[WHAT YOU SHOULD DO]: In the records below, find the line that contains "pub fn extension<E: ToAndFromX509Extension>(&self)" and the line that contains "pub fn authority_key_identifier(&self)", then retype exactly those two lines and every line between them.

------------------------

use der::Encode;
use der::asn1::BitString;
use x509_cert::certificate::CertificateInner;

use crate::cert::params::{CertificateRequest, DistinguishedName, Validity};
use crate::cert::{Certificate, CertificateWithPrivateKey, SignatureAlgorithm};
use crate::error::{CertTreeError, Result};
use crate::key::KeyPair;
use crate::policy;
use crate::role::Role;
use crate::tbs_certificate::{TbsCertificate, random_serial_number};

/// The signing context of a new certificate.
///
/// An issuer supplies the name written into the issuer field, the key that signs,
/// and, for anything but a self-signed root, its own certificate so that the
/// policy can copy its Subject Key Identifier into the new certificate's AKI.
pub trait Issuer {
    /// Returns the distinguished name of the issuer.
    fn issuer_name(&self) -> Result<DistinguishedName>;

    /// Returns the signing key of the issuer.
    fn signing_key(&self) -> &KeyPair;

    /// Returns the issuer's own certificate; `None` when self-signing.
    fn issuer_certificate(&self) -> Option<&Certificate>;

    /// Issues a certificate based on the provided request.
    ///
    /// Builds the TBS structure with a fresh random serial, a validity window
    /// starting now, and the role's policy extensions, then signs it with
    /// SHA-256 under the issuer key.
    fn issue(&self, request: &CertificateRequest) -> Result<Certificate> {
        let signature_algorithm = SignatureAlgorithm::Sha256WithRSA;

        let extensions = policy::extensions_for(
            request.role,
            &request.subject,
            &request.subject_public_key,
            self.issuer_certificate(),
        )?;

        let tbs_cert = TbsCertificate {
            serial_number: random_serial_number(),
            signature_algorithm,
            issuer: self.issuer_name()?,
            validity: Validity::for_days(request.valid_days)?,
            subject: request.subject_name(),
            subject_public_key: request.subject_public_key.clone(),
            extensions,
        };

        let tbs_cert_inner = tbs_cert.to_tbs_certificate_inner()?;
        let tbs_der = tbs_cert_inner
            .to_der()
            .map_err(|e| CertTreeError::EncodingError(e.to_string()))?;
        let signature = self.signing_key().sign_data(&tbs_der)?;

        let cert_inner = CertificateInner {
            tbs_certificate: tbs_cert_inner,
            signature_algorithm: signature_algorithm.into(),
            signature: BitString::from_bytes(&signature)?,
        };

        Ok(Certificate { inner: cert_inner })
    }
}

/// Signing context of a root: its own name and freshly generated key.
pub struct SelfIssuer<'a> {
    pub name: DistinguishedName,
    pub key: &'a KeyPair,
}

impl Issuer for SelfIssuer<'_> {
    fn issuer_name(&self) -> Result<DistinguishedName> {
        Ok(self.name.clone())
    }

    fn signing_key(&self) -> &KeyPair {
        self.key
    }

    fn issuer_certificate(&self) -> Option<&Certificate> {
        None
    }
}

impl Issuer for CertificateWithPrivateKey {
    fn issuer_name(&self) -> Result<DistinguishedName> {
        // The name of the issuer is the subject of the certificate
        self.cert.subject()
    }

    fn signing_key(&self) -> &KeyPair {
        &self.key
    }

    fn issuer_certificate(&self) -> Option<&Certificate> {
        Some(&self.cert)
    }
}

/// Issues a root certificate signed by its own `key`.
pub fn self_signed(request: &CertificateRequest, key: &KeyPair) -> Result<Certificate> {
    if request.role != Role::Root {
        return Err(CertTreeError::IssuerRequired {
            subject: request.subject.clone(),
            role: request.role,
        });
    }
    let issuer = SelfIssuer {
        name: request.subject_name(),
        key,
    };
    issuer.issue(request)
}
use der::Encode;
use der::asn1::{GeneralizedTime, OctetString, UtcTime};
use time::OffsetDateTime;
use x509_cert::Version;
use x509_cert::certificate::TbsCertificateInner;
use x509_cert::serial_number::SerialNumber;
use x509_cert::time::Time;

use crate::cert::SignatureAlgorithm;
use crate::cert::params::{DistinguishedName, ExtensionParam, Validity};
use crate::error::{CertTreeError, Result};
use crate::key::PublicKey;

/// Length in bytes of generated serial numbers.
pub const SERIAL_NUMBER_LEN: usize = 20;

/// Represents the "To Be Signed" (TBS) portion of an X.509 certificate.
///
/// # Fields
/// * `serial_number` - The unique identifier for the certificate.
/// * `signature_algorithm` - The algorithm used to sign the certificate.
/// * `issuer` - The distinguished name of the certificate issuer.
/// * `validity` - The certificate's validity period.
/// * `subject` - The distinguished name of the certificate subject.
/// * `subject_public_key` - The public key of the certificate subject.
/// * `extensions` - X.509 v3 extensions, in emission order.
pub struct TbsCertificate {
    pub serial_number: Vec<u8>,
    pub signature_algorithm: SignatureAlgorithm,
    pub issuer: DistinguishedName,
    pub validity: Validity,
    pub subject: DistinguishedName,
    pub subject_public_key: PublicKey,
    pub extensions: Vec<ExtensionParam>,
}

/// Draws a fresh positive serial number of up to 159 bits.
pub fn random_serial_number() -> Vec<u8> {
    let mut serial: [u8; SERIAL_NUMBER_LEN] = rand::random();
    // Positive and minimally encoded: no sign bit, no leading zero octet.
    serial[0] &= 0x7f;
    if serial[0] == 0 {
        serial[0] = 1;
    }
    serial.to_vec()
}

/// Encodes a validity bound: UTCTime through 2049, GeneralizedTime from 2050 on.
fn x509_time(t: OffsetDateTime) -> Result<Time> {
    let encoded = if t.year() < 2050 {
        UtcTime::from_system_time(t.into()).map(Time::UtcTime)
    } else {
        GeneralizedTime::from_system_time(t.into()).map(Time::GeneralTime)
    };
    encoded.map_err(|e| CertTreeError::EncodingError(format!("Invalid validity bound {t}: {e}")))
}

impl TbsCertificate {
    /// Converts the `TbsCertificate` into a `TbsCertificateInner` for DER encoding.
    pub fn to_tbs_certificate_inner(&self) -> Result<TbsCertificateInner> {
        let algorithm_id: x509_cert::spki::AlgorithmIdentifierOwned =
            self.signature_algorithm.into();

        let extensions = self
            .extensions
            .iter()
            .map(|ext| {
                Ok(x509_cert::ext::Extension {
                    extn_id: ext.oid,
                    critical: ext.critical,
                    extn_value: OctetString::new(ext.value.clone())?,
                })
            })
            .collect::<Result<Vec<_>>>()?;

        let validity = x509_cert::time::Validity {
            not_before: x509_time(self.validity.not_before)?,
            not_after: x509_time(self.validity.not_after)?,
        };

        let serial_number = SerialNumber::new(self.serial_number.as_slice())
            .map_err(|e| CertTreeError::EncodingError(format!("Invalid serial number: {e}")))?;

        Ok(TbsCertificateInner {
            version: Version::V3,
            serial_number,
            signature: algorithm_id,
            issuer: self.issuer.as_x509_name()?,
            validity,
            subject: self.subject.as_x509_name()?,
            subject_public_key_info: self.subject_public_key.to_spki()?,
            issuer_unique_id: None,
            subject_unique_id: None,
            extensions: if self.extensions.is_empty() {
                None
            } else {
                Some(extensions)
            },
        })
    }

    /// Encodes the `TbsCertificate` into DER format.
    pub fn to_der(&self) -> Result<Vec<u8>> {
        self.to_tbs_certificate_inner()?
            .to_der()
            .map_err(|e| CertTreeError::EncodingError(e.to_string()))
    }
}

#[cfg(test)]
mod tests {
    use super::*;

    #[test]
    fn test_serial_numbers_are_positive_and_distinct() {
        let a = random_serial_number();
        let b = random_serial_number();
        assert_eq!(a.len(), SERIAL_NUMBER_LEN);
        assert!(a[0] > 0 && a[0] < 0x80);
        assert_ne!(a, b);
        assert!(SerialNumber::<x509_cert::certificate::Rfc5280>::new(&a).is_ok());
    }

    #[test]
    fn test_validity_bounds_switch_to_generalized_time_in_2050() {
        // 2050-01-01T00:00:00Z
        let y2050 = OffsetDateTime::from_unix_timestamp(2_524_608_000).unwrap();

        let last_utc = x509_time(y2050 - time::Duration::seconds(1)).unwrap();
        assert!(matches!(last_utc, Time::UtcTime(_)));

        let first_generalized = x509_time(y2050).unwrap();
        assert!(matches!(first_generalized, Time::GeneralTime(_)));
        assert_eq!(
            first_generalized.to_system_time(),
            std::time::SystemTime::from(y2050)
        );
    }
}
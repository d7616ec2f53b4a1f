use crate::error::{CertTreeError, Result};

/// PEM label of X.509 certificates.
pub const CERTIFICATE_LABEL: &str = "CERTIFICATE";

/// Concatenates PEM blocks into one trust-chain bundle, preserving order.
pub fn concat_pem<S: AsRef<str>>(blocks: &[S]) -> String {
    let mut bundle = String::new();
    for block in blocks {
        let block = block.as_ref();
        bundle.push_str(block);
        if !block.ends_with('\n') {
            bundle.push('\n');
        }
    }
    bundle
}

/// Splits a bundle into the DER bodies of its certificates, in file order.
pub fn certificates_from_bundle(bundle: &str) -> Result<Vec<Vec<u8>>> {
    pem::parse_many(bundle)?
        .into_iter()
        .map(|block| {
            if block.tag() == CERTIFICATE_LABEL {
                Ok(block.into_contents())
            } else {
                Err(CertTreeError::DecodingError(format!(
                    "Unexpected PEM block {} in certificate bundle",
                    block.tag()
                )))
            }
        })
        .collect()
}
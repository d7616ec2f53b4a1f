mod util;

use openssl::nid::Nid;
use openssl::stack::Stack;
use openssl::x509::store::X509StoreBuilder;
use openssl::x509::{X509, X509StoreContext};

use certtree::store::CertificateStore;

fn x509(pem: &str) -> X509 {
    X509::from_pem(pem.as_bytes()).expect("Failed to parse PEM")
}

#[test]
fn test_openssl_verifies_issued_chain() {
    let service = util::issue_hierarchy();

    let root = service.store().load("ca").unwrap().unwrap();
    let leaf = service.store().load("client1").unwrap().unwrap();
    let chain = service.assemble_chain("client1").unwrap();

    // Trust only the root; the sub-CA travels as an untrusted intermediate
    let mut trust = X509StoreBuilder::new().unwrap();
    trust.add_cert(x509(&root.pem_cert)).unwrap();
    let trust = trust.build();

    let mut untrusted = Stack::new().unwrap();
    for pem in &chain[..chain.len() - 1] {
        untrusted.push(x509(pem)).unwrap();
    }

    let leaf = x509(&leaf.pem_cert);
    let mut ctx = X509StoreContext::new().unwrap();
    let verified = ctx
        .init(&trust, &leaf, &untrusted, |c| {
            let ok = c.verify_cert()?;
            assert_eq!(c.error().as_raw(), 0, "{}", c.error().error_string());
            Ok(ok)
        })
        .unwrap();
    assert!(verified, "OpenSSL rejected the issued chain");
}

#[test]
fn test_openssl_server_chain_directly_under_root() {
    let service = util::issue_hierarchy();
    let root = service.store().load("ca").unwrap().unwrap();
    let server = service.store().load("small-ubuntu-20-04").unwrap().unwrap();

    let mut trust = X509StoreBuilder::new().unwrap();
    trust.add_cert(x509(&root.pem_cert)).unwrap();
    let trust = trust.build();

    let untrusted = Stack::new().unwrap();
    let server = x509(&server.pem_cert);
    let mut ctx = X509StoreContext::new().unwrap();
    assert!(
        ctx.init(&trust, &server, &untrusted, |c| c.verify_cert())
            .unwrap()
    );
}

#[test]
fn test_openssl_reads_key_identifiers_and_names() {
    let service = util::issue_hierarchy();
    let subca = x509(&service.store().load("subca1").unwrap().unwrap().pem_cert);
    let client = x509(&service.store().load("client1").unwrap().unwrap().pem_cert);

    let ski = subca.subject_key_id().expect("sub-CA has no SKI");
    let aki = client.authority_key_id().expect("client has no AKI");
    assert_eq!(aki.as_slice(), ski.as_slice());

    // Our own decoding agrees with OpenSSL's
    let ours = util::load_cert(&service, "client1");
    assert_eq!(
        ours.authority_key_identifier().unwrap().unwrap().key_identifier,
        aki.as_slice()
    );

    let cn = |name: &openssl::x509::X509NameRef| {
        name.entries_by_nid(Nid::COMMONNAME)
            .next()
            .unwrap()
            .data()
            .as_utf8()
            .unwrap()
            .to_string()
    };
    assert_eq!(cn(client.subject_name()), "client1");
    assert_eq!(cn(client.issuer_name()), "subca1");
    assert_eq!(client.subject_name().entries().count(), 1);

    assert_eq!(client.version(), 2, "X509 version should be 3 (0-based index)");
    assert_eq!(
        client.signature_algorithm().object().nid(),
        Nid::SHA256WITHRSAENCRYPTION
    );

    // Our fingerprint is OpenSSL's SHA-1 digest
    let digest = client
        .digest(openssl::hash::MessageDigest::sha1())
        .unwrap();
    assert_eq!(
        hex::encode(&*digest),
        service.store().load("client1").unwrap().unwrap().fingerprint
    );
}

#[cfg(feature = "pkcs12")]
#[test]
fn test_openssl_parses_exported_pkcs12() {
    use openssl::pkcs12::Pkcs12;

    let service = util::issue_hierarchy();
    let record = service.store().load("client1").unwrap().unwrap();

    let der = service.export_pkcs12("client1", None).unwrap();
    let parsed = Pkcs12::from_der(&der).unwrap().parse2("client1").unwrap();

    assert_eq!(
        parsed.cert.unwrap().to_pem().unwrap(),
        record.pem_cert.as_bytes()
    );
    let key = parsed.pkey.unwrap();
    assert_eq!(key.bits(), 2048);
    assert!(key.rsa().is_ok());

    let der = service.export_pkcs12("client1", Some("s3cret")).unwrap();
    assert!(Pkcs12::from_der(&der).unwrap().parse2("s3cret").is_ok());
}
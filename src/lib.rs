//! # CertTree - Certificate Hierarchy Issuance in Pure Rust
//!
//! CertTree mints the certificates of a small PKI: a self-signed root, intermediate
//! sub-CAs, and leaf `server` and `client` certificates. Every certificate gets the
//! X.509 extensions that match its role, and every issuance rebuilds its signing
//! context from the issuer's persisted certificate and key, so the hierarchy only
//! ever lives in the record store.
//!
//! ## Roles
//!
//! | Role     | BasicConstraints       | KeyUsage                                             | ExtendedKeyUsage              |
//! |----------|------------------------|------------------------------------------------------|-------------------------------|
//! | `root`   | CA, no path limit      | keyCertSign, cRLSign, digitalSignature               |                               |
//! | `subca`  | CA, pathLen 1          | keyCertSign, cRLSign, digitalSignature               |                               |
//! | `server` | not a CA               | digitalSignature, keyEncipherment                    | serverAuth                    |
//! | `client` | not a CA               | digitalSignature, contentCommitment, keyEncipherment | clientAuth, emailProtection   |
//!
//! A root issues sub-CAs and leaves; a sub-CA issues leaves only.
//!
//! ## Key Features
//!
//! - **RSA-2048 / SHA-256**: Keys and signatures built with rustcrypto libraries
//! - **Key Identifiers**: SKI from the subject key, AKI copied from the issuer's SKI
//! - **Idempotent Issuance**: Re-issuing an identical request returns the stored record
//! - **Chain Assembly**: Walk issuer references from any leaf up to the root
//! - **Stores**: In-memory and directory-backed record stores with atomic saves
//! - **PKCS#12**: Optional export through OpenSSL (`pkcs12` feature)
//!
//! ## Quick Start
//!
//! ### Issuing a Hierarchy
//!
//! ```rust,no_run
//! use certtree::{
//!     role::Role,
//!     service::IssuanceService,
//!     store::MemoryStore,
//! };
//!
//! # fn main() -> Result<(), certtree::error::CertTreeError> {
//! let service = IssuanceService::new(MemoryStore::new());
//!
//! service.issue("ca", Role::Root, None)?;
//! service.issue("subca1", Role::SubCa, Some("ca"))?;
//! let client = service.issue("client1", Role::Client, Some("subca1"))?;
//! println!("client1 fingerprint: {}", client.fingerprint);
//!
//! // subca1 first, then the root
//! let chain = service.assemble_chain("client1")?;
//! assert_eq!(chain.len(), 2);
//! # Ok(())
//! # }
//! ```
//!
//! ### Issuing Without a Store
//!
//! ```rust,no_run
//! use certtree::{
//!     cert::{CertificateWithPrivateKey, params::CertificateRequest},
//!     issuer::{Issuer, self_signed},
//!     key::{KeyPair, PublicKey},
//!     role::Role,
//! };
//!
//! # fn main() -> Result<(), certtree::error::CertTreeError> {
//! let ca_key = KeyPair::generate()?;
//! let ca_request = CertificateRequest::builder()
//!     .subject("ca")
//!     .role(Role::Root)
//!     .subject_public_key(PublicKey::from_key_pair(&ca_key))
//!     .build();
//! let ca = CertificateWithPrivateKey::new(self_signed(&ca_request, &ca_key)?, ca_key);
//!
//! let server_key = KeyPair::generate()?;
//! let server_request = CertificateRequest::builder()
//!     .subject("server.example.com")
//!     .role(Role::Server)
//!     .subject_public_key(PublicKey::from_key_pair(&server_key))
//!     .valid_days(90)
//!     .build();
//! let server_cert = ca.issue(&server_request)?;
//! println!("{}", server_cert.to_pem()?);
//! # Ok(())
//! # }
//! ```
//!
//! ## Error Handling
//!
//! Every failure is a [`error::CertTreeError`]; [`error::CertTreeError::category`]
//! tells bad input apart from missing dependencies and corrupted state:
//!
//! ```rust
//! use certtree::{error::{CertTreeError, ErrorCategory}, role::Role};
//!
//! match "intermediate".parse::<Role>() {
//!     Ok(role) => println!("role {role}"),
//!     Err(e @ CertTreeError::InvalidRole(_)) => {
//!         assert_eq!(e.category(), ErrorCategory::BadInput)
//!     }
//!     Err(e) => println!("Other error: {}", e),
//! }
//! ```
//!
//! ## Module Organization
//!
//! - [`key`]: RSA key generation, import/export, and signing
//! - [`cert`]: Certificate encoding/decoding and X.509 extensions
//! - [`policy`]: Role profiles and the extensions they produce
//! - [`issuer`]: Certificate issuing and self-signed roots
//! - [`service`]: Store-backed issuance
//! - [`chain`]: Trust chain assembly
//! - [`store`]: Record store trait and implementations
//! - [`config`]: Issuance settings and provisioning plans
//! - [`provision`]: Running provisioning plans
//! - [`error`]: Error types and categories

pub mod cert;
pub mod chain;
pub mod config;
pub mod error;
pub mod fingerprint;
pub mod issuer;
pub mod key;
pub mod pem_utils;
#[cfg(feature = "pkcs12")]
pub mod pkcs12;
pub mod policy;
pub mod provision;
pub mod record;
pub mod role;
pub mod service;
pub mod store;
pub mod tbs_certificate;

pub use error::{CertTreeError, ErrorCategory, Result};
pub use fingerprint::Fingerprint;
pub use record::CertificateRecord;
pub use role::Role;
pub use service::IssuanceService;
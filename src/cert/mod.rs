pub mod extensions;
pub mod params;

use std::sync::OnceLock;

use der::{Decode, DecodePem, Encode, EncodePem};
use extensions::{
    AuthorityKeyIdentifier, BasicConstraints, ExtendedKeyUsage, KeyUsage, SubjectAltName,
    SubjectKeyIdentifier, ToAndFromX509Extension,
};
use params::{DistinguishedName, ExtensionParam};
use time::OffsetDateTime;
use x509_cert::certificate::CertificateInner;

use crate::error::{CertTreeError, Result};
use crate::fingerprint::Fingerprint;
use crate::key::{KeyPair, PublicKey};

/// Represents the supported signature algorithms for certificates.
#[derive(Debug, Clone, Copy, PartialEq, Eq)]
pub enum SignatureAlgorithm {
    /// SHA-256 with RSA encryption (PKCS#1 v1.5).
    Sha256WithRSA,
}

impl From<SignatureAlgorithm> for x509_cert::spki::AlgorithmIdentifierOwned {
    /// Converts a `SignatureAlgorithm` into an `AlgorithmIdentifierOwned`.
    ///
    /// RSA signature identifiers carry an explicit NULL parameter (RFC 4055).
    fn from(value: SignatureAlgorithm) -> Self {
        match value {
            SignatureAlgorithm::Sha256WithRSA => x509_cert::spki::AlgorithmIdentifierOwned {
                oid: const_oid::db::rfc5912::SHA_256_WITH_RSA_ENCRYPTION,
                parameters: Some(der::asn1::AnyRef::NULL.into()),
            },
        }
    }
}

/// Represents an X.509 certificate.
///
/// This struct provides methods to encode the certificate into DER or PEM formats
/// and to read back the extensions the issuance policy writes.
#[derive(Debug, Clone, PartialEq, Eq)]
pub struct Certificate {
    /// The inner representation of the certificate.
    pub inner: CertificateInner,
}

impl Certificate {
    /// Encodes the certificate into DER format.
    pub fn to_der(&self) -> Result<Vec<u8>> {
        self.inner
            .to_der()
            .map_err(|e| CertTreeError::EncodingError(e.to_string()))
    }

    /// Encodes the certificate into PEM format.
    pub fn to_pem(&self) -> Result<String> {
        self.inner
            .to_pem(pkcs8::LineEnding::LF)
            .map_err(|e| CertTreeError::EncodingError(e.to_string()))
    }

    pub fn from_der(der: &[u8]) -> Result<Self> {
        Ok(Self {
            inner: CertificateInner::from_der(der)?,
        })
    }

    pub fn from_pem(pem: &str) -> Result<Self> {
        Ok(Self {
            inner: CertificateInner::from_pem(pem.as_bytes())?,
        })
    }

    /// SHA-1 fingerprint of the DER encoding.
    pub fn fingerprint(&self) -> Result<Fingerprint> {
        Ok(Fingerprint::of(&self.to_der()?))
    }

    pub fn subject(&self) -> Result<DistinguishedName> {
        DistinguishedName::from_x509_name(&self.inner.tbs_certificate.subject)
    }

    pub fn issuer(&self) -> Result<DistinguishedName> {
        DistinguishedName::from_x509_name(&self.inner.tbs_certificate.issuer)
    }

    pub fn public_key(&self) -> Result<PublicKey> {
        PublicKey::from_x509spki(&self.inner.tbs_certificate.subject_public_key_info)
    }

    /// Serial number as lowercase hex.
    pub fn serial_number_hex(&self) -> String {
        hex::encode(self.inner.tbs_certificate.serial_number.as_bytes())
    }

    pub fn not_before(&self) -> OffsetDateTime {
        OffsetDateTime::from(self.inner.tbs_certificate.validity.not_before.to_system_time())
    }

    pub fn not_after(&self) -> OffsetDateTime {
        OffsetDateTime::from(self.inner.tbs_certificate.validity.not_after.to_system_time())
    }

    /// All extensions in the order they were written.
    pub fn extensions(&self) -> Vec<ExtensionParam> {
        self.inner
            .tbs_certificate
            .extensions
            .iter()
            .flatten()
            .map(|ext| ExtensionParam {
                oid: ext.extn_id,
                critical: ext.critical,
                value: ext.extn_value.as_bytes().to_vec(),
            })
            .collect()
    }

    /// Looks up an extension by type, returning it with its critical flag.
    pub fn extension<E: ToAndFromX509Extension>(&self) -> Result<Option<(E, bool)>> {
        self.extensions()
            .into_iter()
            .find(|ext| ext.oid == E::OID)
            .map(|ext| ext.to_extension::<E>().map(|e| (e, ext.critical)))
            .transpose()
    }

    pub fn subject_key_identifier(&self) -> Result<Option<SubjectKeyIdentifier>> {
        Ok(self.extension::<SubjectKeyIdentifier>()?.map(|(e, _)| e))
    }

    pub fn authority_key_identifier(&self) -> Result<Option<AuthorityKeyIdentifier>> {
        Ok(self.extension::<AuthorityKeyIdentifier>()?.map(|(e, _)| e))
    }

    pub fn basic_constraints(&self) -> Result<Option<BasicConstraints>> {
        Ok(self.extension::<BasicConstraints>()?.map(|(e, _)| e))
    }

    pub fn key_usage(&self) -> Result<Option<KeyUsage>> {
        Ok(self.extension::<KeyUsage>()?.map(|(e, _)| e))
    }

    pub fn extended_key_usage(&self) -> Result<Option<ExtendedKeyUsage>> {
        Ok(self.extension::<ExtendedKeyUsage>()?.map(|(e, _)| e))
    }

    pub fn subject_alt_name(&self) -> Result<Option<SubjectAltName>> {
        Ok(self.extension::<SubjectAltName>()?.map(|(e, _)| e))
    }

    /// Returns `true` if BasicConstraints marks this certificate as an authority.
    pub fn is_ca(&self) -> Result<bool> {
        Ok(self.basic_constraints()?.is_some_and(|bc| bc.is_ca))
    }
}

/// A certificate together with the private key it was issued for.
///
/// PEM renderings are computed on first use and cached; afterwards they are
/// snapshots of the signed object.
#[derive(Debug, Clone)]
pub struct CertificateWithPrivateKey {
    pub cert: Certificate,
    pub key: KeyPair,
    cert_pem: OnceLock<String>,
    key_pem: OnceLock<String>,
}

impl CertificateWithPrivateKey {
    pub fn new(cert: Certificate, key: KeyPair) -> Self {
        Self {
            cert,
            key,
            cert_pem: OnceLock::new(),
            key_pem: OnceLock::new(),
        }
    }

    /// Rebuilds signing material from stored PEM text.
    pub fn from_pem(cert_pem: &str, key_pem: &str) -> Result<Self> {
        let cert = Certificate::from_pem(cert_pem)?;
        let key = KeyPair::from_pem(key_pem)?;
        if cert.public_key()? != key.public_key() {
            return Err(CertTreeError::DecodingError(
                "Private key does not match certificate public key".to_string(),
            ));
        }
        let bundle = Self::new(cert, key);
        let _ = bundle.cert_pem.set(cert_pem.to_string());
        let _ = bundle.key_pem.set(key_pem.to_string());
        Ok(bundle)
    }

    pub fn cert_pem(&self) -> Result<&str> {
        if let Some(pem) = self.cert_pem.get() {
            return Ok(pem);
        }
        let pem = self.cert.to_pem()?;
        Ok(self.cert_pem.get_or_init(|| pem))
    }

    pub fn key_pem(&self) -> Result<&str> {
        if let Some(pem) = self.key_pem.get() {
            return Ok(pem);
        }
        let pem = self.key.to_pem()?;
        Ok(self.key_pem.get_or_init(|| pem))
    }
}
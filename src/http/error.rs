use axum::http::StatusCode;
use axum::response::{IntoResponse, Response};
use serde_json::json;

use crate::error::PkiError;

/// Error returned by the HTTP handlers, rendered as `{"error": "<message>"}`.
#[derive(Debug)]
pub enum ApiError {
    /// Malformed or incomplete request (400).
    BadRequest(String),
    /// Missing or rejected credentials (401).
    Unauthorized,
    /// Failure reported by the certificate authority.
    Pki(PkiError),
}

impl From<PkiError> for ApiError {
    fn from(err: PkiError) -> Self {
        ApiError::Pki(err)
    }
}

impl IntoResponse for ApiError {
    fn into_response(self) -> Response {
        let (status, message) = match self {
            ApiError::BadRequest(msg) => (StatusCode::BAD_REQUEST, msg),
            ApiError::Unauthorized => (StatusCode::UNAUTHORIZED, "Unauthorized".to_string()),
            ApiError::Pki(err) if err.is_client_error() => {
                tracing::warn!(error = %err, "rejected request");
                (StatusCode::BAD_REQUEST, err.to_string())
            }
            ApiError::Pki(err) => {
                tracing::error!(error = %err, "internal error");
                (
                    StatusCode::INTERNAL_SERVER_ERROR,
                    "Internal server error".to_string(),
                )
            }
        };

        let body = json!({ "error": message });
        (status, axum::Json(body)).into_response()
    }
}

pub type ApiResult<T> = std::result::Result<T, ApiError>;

------------------------

[EXERCISE RESULT]:
    pub fn extension<E: ToAndFromX509Extension>(&self) -> Result<Option<(E, bool)>> {
        self.extensions()
            .into_iter()
            .find(|ext| ext.oid == E::OID)
            .map(|ext| ext.to_extension::<E>().map(|e| (e, ext.critical)))
            .transpose()
    }

    pub fn subject_key_identifier(&self) -> Result<Option<SubjectKeyIdentifier>> {
        Ok(self.extension::<SubjectKeyIdentifier>()?.map(|(e, _)| e))
    }

    pub fn authority_key_identifier(&self) -> Result<Option<AuthorityKeyIdentifier>> {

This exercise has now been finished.